● MATERIAL PROVIDED
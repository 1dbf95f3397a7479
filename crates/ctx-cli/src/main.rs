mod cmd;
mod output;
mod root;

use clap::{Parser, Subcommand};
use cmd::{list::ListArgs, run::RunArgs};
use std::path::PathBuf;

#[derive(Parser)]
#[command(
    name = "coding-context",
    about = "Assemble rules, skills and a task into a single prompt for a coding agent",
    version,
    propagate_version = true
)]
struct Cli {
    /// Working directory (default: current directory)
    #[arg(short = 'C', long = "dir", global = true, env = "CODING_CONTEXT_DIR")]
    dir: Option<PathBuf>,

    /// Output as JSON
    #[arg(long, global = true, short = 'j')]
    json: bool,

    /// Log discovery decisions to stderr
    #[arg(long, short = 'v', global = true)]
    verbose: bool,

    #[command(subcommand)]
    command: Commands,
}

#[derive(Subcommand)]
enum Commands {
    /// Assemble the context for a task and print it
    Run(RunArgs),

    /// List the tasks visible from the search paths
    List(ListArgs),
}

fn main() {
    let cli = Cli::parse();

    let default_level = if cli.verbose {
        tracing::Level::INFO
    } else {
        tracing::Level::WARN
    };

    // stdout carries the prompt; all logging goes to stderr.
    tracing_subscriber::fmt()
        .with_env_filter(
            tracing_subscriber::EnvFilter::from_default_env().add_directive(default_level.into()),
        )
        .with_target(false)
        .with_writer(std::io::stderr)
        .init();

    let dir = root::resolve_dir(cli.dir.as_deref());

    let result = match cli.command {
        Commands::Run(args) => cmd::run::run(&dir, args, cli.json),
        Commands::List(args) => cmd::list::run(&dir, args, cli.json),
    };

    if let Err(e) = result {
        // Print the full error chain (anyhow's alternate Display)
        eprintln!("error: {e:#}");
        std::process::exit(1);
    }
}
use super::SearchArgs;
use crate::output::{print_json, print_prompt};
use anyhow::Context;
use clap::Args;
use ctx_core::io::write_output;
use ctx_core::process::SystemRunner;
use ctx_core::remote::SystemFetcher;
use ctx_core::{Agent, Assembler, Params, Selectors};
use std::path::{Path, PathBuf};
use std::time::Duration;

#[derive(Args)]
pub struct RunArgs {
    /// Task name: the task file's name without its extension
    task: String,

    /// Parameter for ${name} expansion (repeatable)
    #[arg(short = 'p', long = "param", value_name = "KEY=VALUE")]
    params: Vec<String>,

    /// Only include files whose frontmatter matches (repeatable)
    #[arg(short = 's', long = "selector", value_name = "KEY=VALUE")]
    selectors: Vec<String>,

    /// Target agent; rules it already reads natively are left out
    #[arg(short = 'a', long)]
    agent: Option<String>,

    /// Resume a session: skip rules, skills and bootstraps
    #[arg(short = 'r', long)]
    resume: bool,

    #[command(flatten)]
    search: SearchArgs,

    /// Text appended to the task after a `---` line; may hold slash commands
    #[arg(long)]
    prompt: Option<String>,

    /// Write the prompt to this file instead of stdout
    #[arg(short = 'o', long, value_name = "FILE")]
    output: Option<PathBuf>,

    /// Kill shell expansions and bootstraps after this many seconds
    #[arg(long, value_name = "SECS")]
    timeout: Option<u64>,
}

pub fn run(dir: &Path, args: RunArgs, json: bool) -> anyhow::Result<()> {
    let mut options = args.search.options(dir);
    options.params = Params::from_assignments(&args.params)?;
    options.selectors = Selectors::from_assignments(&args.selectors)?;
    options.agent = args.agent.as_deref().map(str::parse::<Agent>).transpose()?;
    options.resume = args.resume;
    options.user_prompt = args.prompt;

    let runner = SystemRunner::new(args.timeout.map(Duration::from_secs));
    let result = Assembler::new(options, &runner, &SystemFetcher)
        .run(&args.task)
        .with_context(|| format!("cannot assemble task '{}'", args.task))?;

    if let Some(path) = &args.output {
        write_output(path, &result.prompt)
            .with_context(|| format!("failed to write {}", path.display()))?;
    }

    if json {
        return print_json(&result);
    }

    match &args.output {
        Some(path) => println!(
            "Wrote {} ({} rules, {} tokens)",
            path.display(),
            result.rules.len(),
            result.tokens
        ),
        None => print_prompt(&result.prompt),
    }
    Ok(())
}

● WHAT THE TASK REQUIRES
Type out the whole listing above exactly.

● ANSWER SPACE
repository 1dbf95f3397a7479
filename crates/ctx-cli/src/main.rs
mod cmd;
mod output;
mod root;

use clap::{Parser, Subcommand};
use cmd::{list::ListArgs, run::RunArgs};
use std::path::PathBuf;

#[derive(Parser)]
#[command(
    name = "coding-context",
    about = "Assemble rules, skills and a task into a single prompt for a coding agent",
    version,
    propagate_version = true
)]
struct Cli {
    /// Working directory (default: current directory)
    #[arg(short = 'C', long = "dir", global = true, env = "CODING_CONTEXT_DIR")]
    dir: Option<PathBuf>,

    /// Output as JSON
    #[arg(long, global = true, short = 'j')]
    json: bool,

    /// Log discovery decisions to stderr
    #[arg(long, short = 'v', global = true)]
    verbose: bool,

    #[command(subcommand)]
    command: Commands,
}

#[derive(Subcommand)]
enum Commands {
    /// Assemble the context for a task and print it
    Run(RunArgs),

    /// List the tasks visible from the search paths
    List(ListArgs),
}

fn main() {
    let cli = Cli::parse();

    let default_level = if cli.verbose {
        tracing::Level::INFO
    } else {
        tracing::Level::WARN
    };

    // stdout carries the prompt; all logging goes to stderr.
    tracing_subscriber::fmt()
        .with_env_filter(
            tracing_subscriber::EnvFilter::from_default_env().add_directive(default_level.into()),
        )
        .with_target(false)
        .with_writer(std::io::stderr)
        .init();

    let dir = root::resolve_dir(cli.dir.as_deref());

    let result = match cli.command {
        Commands::Run(args) => cmd::run::run(&dir, args, cli.json),
        Commands::List(args) => cmd::list::run(&dir, args, cli.json),
    };

    if let Err(e) = result {
        // Print the full error chain (anyhow's alternate Display)
        eprintln!("error: {e:#}");
        std::process::exit(1);
    }
}
use super::SearchArgs;
use crate::output::{print_json, print_prompt};
use anyhow::Context;
use clap::Args;
use ctx_core::io::write_output;
use ctx_core::process::SystemRunner;
use ctx_core::remote::SystemFetcher;
use ctx_core::{Agent, Assembler, Params, Selectors};
use std::path::{Path, PathBuf};
use std::time::Duration;

#[derive(Args)]
pub struct RunArgs {
    /// Task name: the task file's name without its extension
    task: String,

    /// Parameter for ${name} expansion (repeatable)
    #[arg(short = 'p', long = "param", value_name = "KEY=VALUE")]
    params: Vec<String>,

    /// Only include files whose frontmatter matches (repeatable)
    #[arg(short = 's', long = "selector", value_name = "KEY=VALUE")]
    selectors: Vec<String>,

    /// Target agent; rules it already reads natively are left out
    #[arg(short = 'a', long)]
    agent: Option<String>,

    /// Resume a session: skip rules, skills and bootstraps
    #[arg(short = 'r', long)]
    resume: bool,

    #[command(flatten)]
    search: SearchArgs,

    /// Text appended to the task after a `---` line; may hold slash commands
    #[arg(long)]
    prompt: Option<String>,

    /// Write the prompt to this file instead of stdout
    #[arg(short = 'o', long, value_name = "FILE")]
    output: Option<PathBuf>,

    /// Kill shell expansions and bootstraps after this many seconds
    #[arg(long, value_name = "SECS")]
    timeout: Option<u64>,
}

pub fn run(dir: &Path, args: RunArgs, json: bool) -> anyhow::Result<()> {
    let mut options = args.search.options(dir);
    options.params = Params::from_assignments(&args.params)?;
    options.selectors = Selectors::from_assignments(&args.selectors)?;
    options.agent = args.agent.as_deref().map(str::parse::<Agent>).transpose()?;
    options.resume = args.resume;
    options.user_prompt = args.prompt;

    let runner = SystemRunner::new(args.timeout.map(Duration::from_secs));
    let result = Assembler::new(options, &runner, &SystemFetcher)
        .run(&args.task)
        .with_context(|| format!("cannot assemble task '{}'", args.task))?;

    if let Some(path) = &args.output {
        write_output(path, &result.prompt)
            .with_context(|| format!("failed to write {}", path.display()))?;
    }

    if json {
        return print_json(&result);
    }

    match &args.output {
        Some(path) => println!(
            "Wrote {} ({} rules, {} tokens)",
            path.display(),
            result.rules.len(),
            result.tokens
        ),
        None => print_prompt(&result.prompt),
    }
    Ok(())
}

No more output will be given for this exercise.